The circular economy, as a reformative system, presents significant opportunities for Africa to deliver on more inclusive economic growth, which includes job opportunities and the positive environmental practices that are in dire need for sustainable growth, says waste management company Interwaste business development and marketing director Kate Stubbs.
The ideology of the circular economy is that the linear model of make, use and dispose must be abandoned, and that a more sustainable ecocycle can be achieved through the long-term design and planning of products, maintenance, repair, reuse, remanufacturing, refurbishing, recycling and upcycling, she tells Engineering News.
Although the adoption of the circular economy is still in its infancy in South Africa, she points out, there are success stories, where, through innovation, new business streams and even new industries – such as the waste picker sector, reprocessing and waste-to-energy industries – are being introduced.

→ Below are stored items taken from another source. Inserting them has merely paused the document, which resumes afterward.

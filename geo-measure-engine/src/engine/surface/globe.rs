use bevy::math::{DVec3, Vec2, Vec3};
use bevy::prelude::{Camera, GlobalTransform};
use constants::coordinate_system::{inverse_transform_coordinates, transform_coordinates};
use constants::render_settings::GLOBE_WORLD_UNITS_PER_METER;

use crate::geo::GeoPoint;
use crate::geo::ellipsoid::{ecef_to_geodetic, geodetic_to_ecef, ray_intersection};
use crate::geo::geodesic::chord_length;
use crate::tools::measure::error::SurfaceError;
use crate::tools::measure::record::MeasurementKind;
use crate::tools::measure::surface::{MeasureSurface, PickResolver};

/// 3-D globe view: the WGS84 ellipsoid in earth-centred space, Y up.
pub struct GlobeSurface<'a> {
    camera: &'a Camera,
    transform: &'a GlobalTransform,
}

impl<'a> GlobeSurface<'a> {
    pub fn new(camera: &'a Camera, transform: &'a GlobalTransform) -> Self {
        Self { camera, transform }
    }
}

/// Engine world position to earth-centred metres.
pub fn world_to_ecef(world: Vec3) -> DVec3 {
    let (x, y, z) =
        inverse_transform_coordinates(world.x as f64, world.y as f64, world.z as f64);
    DVec3::new(x, y, z) / GLOBE_WORLD_UNITS_PER_METER
}

/// Earth-centred metres to engine world position.
pub fn ecef_to_world(ecef: DVec3) -> Vec3 {
    let (x, y, z) = transform_coordinates(ecef.x, ecef.y, ecef.z);
    (DVec3::new(x, y, z) * GLOBE_WORLD_UNITS_PER_METER).as_vec3()
}

/// World position of a geographic point, raised `lift` metres above its
/// own height.
pub fn geo_to_globe_world(point: &GeoPoint, lift: f64) -> Vec3 {
    let raised = GeoPoint::with_height(point.lon, point.lat, point.height_or_zero() + lift);
    ecef_to_world(geodetic_to_ecef(&raised))
}

/// Intersect a world-space ray with the ellipsoid.
pub fn globe_ray_to_geo(origin: Vec3, direction: Vec3) -> Option<GeoPoint> {
    let (dx, dy, dz) =
        inverse_transform_coordinates(direction.x as f64, direction.y as f64, direction.z as f64);
    let hit = ray_intersection(world_to_ecef(origin), DVec3::new(dx, dy, dz))?;
    ecef_to_geodetic(hit)
}

impl PickResolver for GlobeSurface<'_> {
    fn resolve_ground_point(&mut self, screen: Vec2) -> Result<Option<GeoPoint>, SurfaceError> {
        let ray = self
            .camera
            .viewport_to_world(self.transform, screen)
            .map_err(|err| SurfaceError::Pick(format!("{err:?}")))?;
        Ok(globe_ray_to_geo(ray.origin, *ray.direction))
    }
}

impl MeasureSurface for GlobeSurface<'_> {
    fn name(&self) -> &'static str {
        "3d"
    }

    fn supports(&self, kind: MeasurementKind) -> bool {
        kind == MeasurementKind::Distance
    }

    fn metric(&self, kind: MeasurementKind, vertices: &[GeoPoint]) -> Result<f64, SurfaceError> {
        match kind {
            MeasurementKind::Distance => Ok(chord_length(vertices)),
            MeasurementKind::Area => Err(SurfaceError::UnsupportedMetric {
                surface: self.name(),
                kind,
            }),
        }
    }
}
use bevy::asset::AssetMetaCheck;
use bevy::diagnostic::FrameTimeDiagnosticsPlugin;
use bevy::prelude::*;
use bevy_common_assets::json::JsonAssetPlugin;

use crate::engine::camera::viewport_camera::{globe_camera_controller, map_camera_controller};
use crate::engine::core::app_state::{AppState, transition_to_running};
use crate::engine::core::config::{
    ConfigLoader, MeasureConfig, load_config_system, start_config_loading,
};
use crate::engine::core::window_config::create_window_config;
use crate::engine::scene::surfaces::spawn_surfaces;
use crate::engine::surface::ViewMode;
use crate::engine::systems::fps_tracking::fps_notification_system;
use crate::rpc::web_rpc::WebRpcPlugin;
use crate::tools::measure::MeasureToolPlugin;

#[cfg(not(target_arch = "wasm32"))]
use crate::engine::core::app_state::{FpsText, StatusText};
#[cfg(not(target_arch = "wasm32"))]
use crate::engine::systems::{
    fps_tracking::fps_text_update_system, status_text::status_text_update_system,
};

pub fn create_app() -> App {
    let mut app = App::new();

    app.add_plugins(create_default_plugins())
        .init_state::<AppState>()
        .add_plugins(FrameTimeDiagnosticsPlugin::default())
        // Registers MeasureConfig as a loadable asset type from JSON files.
        .add_plugins(JsonAssetPlugin::<MeasureConfig>::new(&["json"]))
        .add_plugins(WebRpcPlugin)
        .add_plugins(MeasureToolPlugin);

    app.init_resource::<ConfigLoader>()
        .init_resource::<ViewMode>();

    app.add_systems(Startup, start_config_loading)
        .add_systems(
            Update,
            (load_config_system, transition_to_running)
                .chain()
                .run_if(in_state(AppState::Loading)),
        )
        .add_systems(OnEnter(AppState::Running), spawn_surfaces);

    let runtime_systems = (
        map_camera_controller,
        globe_camera_controller,
        fps_notification_system,
    );
    app.add_systems(Update, runtime_systems.run_if(in_state(AppState::Running)));

    #[cfg(not(target_arch = "wasm32"))]
    {
        app.add_systems(
            Update,
            (fps_text_update_system, status_text_update_system)
                .run_if(in_state(AppState::Running)),
        )
        .add_systems(Startup, create_native_overlays);
    }

    app
}

// FPS counter and measurement readout; the web page draws its own
#[cfg(not(target_arch = "wasm32"))]
fn create_native_overlays(mut commands: Commands) {
    commands
        .spawn(Node {
            width: Val::Percent(100.0),
            height: Val::Percent(100.0),
            ..default()
        })
        .with_children(|parent| {
            parent.spawn((
                Text::new("FPS: "),
                TextFont {
                    font_size: 16.0,
                    ..default()
                },
                TextColor(Color::srgb(1., 0., 0.)),
                Node {
                    position_type: PositionType::Absolute,
                    bottom: Val::Px(12.0),
                    right: Val::Px(12.0),
                    ..default()
                },
                FpsText,
            ));
            parent.spawn((
                Text::new(""),
                TextFont {
                    font_size: 16.0,
                    ..default()
                },
                TextColor(Color::WHITE),
                Node {
                    position_type: PositionType::Absolute,
                    top: Val::Px(12.0),
                    left: Val::Px(12.0),
                    ..default()
                },
                StatusText,
            ));
        });
}

fn create_default_plugins() -> impl PluginGroup {
    let window_config = WindowPlugin {
        primary_window: Some(create_window_config()),
        ..default()
    };

    let asset_config = AssetPlugin {
        meta_check: AssetMetaCheck::Never,
        ..default()
    };

    DefaultPlugins.set(window_config).set(asset_config)
}
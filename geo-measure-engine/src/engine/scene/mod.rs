//! Scene content shared by both map surfaces.
//!
//! Spawns the cameras, the globe and the graticules, and draws the shapes
//! being measured.

/// Latitude/longitude graticule meshes for the map and the globe.
pub mod grid;

/// Shapes under construction and the gizmo system drawing them.
pub mod live_shapes;

/// Camera, globe and lighting setup once the configuration is loaded.
pub mod surfaces;
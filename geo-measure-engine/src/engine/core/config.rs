//! Runtime configuration loaded from `assets/measure_config.json`.

use bevy::asset::LoadState;
use bevy::prelude::*;
use constants::input::{DOUBLE_CLICK_RADIUS_PX, DOUBLE_CLICK_SECS};
use serde::{Deserialize, Serialize};

use crate::engine::surface::ViewMode;
use crate::geo::GeoPoint;

pub const CONFIG_PATH: &str = "measure_config.json";

/// Gesture that finishes a shape on a surface.
#[derive(Debug, Clone, Copy, PartialEq, Eq, Serialize, Deserialize)]
#[serde(rename_all = "snake_case")]
pub enum FinishGesture {
    DoubleClick,
    SecondaryClick,
}

/// Where both cameras start.
#[derive(Debug, Clone, Serialize, Deserialize)]
#[serde(default)]
pub struct InitialView {
    pub lon: f64,
    pub lat: f64,
    /// Globe eye height in metres.
    pub height: f64,
    /// Map zoom level.
    pub zoom: f64,
}

impl Default for InitialView {
    fn default() -> Self {
        Self {
            lon: -74.07,
            lat: 4.71,
            height: 20_000.0,
            zoom: 12.0,
        }
    }
}

impl InitialView {
    pub fn point(&self) -> GeoPoint {
        GeoPoint::with_height(self.lon, self.lat, self.height)
    }
}

#[derive(Asset, TypePath, Resource, Debug, Clone, Serialize, Deserialize)]
#[serde(default)]
pub struct MeasureConfig {
    pub initial_view_mode: ViewMode,
    pub initial_view: InitialView,
    pub double_click_secs: f64,
    pub double_click_radius_px: f32,
    pub planar_finish: FinishGesture,
    pub globe_finish: FinishGesture,
    /// Put the tool away once a measurement has been emitted.
    pub deactivate_after_finish: bool,
}

impl Default for MeasureConfig {
    fn default() -> Self {
        Self {
            initial_view_mode: ViewMode::Planar,
            initial_view: InitialView::default(),
            double_click_secs: DOUBLE_CLICK_SECS,
            double_click_radius_px: DOUBLE_CLICK_RADIUS_PX,
            planar_finish: FinishGesture::DoubleClick,
            globe_finish: FinishGesture::SecondaryClick,
            deactivate_after_finish: true,
        }
    }
}

#[derive(Resource, Default)]
pub struct ConfigLoader {
    handle: Option<Handle<MeasureConfig>>,
    pub loaded: bool,
}

pub fn start_config_loading(mut loader: ResMut<ConfigLoader>, asset_server: Res<AssetServer>) {
    info!("Loading configuration from: {}", CONFIG_PATH);
    loader.handle = Some(asset_server.load(CONFIG_PATH));
}

/// Insert the loaded configuration, or the defaults when loading failed.
pub fn load_config_system(
    mut commands: Commands,
    mut loader: ResMut<ConfigLoader>,
    asset_server: Res<AssetServer>,
    configs: Res<Assets<MeasureConfig>>,
) {
    if loader.loaded {
        return;
    }
    let Some(handle) = loader.handle.clone() else {
        return;
    };

    if let Some(config) = configs.get(&handle) {
        info!("Configuration loaded");
        commands.insert_resource(config.clone());
        loader.loaded = true;
    } else if let Some(LoadState::Failed(err)) = asset_server.get_load_state(handle.id()) {
        warn!("Configuration unavailable ({}), using defaults", err);
        commands.insert_resource(MeasureConfig::default());
        loader.loaded = true;
    }
}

“For example, while recycling offers many environmental benefits, its ability to create jobs cannot be emphasised enough. In fact, the waste picker sector is growing and plays a key role in South Africa’s recycling strategy.”
Stubbs notes that waste pickers are reported to earn between about R290 and R770 a week from the waste they collect, demonstrating the potential of waste to create an income stream for individuals.
Further, as recycling becomes more of a national priority, it presents more opportunities for waste pickers to work individually to support their families or potentially to organise themselves into small businesses. She highlights that, with the correct resources, waste pickers can employ other members of their communities, thereby creating employment opportunities through the informal sector.
Moreover, the drive to divert waste from landfill has directly resulted in waste disposers and/or waste management companies merging into reprocessing industries, with significant focus being placed on reuse, recycle and repurpose. “This is leading to manufacturers of products and packaging, as well as resellers, rethinking the way their products and processes are designed.”
Stubbs cites the commitment by local retailers in South Africa to move away from non-degradable and plastic packaging as a recent example of this.
Further, she states that the circular economy model correlates directly with the ethos on which Interwaste has been built and continues to influence the company’s investments and growth strategy.
The company’s aim remains to lead the sustainable preservation of the environment by delivering viable waste solutions that are socially conscious, forward thinking, cost effective and compliant with the King IV corporate governance code. The King Report on Corporate Governance is a booklet of guidelines for the governance structures and operation of companies in South Africa.
“However, we do need to instill a complete culture change in how we approach and treat resources versus waste to avoid potential crises and ensure we build towards a resilient and sustainable future in South Africa. It is an ongoing journey that needs to be driven by everyone, every day,” she concludes.